*** Data listing Section Begins ***

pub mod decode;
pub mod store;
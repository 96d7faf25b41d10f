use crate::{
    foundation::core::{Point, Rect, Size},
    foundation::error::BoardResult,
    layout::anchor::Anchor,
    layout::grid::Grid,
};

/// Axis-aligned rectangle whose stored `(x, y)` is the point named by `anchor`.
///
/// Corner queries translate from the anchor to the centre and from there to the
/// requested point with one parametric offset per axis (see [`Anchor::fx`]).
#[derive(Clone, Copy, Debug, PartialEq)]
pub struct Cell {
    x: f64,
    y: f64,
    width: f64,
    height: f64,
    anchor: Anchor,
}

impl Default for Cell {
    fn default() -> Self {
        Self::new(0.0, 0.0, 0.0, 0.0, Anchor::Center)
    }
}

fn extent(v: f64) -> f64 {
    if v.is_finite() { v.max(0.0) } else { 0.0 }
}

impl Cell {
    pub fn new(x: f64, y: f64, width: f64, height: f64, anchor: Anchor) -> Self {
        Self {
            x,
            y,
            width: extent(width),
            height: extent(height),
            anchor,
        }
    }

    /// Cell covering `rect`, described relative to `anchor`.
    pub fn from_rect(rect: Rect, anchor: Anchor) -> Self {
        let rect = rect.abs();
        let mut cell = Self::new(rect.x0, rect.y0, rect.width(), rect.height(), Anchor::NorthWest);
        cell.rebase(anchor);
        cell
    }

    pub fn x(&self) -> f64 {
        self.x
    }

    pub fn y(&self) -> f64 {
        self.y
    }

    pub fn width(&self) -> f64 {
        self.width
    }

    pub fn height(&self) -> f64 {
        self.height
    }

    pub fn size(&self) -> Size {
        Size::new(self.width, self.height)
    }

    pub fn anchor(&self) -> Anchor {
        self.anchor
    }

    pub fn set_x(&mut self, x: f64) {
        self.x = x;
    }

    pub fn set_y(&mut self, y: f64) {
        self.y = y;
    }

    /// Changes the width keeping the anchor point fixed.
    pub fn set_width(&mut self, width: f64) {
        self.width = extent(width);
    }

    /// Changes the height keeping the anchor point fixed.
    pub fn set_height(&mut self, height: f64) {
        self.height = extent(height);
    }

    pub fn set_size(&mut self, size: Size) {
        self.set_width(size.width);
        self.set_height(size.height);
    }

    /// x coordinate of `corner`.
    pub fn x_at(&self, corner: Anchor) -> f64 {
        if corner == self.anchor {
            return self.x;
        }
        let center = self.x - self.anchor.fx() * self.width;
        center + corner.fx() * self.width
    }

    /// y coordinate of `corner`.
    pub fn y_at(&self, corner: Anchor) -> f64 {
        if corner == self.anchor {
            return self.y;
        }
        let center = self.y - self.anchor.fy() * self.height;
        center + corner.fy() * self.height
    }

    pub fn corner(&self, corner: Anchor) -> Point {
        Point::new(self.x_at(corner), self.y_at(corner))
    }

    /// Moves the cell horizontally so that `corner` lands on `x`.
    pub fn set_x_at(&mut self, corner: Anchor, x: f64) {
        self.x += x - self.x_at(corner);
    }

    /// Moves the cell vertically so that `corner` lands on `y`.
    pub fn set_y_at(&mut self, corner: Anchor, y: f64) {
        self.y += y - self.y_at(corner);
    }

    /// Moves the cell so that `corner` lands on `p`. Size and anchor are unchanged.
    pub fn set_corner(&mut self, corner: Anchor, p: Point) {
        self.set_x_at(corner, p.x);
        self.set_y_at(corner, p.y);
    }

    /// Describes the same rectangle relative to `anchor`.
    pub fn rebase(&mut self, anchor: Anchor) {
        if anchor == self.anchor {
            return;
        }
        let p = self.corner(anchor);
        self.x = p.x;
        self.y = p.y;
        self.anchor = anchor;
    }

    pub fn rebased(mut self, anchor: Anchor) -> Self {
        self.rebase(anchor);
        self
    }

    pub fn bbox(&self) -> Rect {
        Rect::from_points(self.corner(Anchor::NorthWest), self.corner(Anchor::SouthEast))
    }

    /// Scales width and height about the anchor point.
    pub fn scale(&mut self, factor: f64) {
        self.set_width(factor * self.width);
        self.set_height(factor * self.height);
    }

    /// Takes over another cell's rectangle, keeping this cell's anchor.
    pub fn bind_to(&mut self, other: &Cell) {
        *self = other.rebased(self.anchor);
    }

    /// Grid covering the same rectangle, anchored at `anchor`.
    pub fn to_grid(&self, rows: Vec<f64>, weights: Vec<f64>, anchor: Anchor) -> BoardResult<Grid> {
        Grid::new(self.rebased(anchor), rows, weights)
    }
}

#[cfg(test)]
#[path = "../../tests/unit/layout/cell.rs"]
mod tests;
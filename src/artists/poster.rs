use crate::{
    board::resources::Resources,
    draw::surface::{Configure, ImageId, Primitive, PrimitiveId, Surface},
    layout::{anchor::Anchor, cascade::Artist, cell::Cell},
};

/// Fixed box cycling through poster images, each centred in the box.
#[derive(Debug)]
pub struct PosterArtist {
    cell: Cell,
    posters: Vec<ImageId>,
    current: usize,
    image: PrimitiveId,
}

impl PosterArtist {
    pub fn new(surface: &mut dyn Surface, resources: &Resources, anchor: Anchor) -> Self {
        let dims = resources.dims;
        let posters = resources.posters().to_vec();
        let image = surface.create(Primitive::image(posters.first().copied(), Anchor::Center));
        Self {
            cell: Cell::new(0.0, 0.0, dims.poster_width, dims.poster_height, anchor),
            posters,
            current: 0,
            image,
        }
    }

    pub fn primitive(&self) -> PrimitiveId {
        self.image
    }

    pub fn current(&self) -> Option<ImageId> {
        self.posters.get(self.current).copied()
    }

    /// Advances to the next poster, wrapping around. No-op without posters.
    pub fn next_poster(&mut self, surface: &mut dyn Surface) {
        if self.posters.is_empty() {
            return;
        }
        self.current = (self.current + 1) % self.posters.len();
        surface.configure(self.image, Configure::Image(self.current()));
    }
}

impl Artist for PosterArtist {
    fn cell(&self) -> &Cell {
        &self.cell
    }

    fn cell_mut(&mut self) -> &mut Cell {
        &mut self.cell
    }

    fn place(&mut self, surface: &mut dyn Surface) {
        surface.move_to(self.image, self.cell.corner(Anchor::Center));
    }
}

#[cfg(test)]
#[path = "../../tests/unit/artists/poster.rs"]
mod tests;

*** Data listing Section Ends ***

■ **What you will do**: Using the data above, count the lines that include "extent" and write the number alone.

■ **Response to the task**: 5